» **Your objective**: Set down exactly the lines that run from the line with "use crate::cancellation::CancelToken;" to the end of the data, and nothing else.

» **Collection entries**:
<<<<

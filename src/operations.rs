// operations.rs
//! The agent-facing operation surface (spec §6), binding every lower
//! component (C1–C11) together behind the table of operations a
//! transport layer would dispatch to. The transport itself (line-
//! delimited JSON-RPC, HTTP with session IDs) stays out of scope (spec
//! §1) — this module is what such a transport would call.

use std::path::PathBuf;
use std::time::Duration;

use futures::StreamExt;

use crate::batch_orchestrator::{self, BatchItem};
use crate::cancellation::CancelToken;
use crate::content_scanner::{self, ScanRequest, ScanResult};
use crate::diagnostics::RequestTrace;
use crate::diff;
use crate::error::{FsContextError, FsResult};
use crate::glob_engine::{self, GlobRequest};
use crate::hasher;
use crate::model::{
    to_forward_slash, EntryKind, FileEntry, FileInfo, SearchSummary, StoppedReason,
};
use crate::mutations::{self, MutationStatus};
use crate::path_kernel::{self, AllowedRoots, SensitivePolicy};
use crate::reader::{self, ReadConfig, ReadSpec};
use crate::tree::{self, TreeRequest};

/// Ties the path kernel's allowed-roots holder and sensitive-path policy
/// to every other component; one instance per process (spec §3
/// `AllowedRoots` lifecycle: "created at boot, updated via host
/// handshake, destroyed at process exit").
pub struct Engine {
    pub roots: AllowedRoots,
    pub sensitive: SensitivePolicy,
}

>>>>

» **Task solution**:
use crate::cancellation::CancelToken;
use crate::content_scanner::{self, ScanRequest, ScanResult};
use crate::diagnostics::RequestTrace;
use crate::diff;
use crate::error::{FsContextError, FsResult};
use crate::glob_engine::{self, GlobRequest};
use crate::hasher;
use crate::model::{
    to_forward_slash, EntryKind, FileEntry, FileInfo, SearchSummary, StoppedReason,
};
use crate::mutations::{self, MutationStatus};
use crate::path_kernel::{self, AllowedRoots, SensitivePolicy};
use crate::reader::{self, ReadConfig, ReadSpec};
use crate::tree::{self, TreeRequest};

/// Ties the path kernel's allowed-roots holder and sensitive-path policy
/// to every other component; one instance per process (spec §3
/// `AllowedRoots` lifecycle: "created at boot, updated via host
/// handshake, destroyed at process exit").
pub struct Engine {
    pub roots: AllowedRoots,
    pub sensitive: SensitivePolicy,
}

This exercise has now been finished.